* _Task requirements_
Could you write out the records below exactly, without omitting a line?

* _Excerpted records_
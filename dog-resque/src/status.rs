use chrono::Utc;
use tracing::debug;

use crate::backend::{Keyspace, SharedStore};
use crate::codec::JsonCodec;
use crate::{JobStatus, QueueResult, StatusId, StatusRecord};

/// Status records under `job:<id>:status`.
///
/// The dispatcher creates the record when tracking is requested; workers
/// move it forward as the job runs.
#[derive(Clone)]
pub struct StatusTracker {
    store: SharedStore,
    keys: Keyspace,
    codec: JsonCodec,
}

impl StatusTracker {
    pub(crate) fn new(store: SharedStore, keys: Keyspace) -> Self {
        Self {
            store,
            keys,
            codec: JsonCodec,
        }
    }

    /// Start tracking a job in the waiting state
    pub async fn create(&self, id: &StatusId) -> QueueResult<()> {
        let now = Utc::now().timestamp();
        let record = StatusRecord {
            status: JobStatus::Waiting.code(),
            updated: now,
            started: Some(now),
        };
        self.write(id, &record).await?;
        debug!(status_id = %id, "Status tracking started");
        Ok(())
    }

    /// Stored record, if the job is tracked
    pub async fn record(&self, id: &StatusId) -> QueueResult<Option<StatusRecord>> {
        match self.store.get(&self.keys.job_status(id.as_str())).await? {
            Some(raw) => Ok(Some(self.codec.decode(&raw, "status record")?)),
            None => Ok(None),
        }
    }

    /// Current status. Unknown codes read as `None`.
    pub async fn status(&self, id: &StatusId) -> QueueResult<Option<JobStatus>> {
        Ok(self
            .record(id)
            .await?
            .and_then(|record| JobStatus::from_code(record.status)))
    }

    /// Move a tracked job to a new status; untracked ids are left alone
    pub async fn update(&self, id: &StatusId, status: JobStatus) -> QueueResult<bool> {
        let Some(mut record) = self.record(id).await? else {
            return Ok(false);
        };
        record.status = status.code();
        record.updated = Utc::now().timestamp();
        self.write(id, &record).await?;
        Ok(true)
    }

    pub async fn is_tracking(&self, id: &StatusId) -> QueueResult<bool> {
        self.store.exists(&self.keys.job_status(id.as_str())).await
    }

    /// Forget a job's status
    pub async fn stop(&self, id: &StatusId) -> QueueResult<bool> {
        self.store.del(&self.keys.job_status(id.as_str())).await
    }

    async fn write(&self, id: &StatusId, record: &StatusRecord) -> QueueResult<()> {
        let raw = self.codec.encode(record)?;
        self.store.set(&self.keys.job_status(id.as_str()), &raw).await
    }
}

* _Response to this task_
filename dog-resque/src/status.rs
use chrono::Utc;
use tracing::debug;

use crate::backend::{Keyspace, SharedStore};
use crate::codec::JsonCodec;
use crate::{JobStatus, QueueResult, StatusId, StatusRecord};

/// Status records under `job:<id>:status`.
///
/// The dispatcher creates the record when tracking is requested; workers
/// move it forward as the job runs.
#[derive(Clone)]
pub struct StatusTracker {
    store: SharedStore,
    keys: Keyspace,
    codec: JsonCodec,
}

impl StatusTracker {
    pub(crate) fn new(store: SharedStore, keys: Keyspace) -> Self {
        Self {
            store,
            keys,
            codec: JsonCodec,
        }
    }

    /// Start tracking a job in the waiting state
    pub async fn create(&self, id: &StatusId) -> QueueResult<()> {
        let now = Utc::now().timestamp();
        let record = StatusRecord {
            status: JobStatus::Waiting.code(),
            updated: now,
            started: Some(now),
        };
        self.write(id, &record).await?;
        debug!(status_id = %id, "Status tracking started");
        Ok(())
    }

    /// Stored record, if the job is tracked
    pub async fn record(&self, id: &StatusId) -> QueueResult<Option<StatusRecord>> {
        match self.store.get(&self.keys.job_status(id.as_str())).await? {
            Some(raw) => Ok(Some(self.codec.decode(&raw, "status record")?)),
            None => Ok(None),
        }
    }

    /// Current status. Unknown codes read as `None`.
    pub async fn status(&self, id: &StatusId) -> QueueResult<Option<JobStatus>> {
        Ok(self
            .record(id)
            .await?
            .and_then(|record| JobStatus::from_code(record.status)))
    }

    /// Move a tracked job to a new status; untracked ids are left alone
    pub async fn update(&self, id: &StatusId, status: JobStatus) -> QueueResult<bool> {
        let Some(mut record) = self.record(id).await? else {
            return Ok(false);
        };
        record.status = status.code();
        record.updated = Utc::now().timestamp();
        self.write(id, &record).await?;
        Ok(true)
    }

    pub async fn is_tracking(&self, id: &StatusId) -> QueueResult<bool> {
        self.store.exists(&self.keys.job_status(id.as_str())).await
    }

    /// Forget a job's status
    pub async fn stop(&self, id: &StatusId) -> QueueResult<bool> {
        self.store.del(&self.keys.job_status(id.as_str())).await
    }

    async fn write(&self, id: &StatusId, record: &StatusRecord) -> QueueResult<()> {
        let raw = self.codec.encode(record)?;
        self.store.set(&self.keys.job_status(id.as_str()), &raw).await
    }
}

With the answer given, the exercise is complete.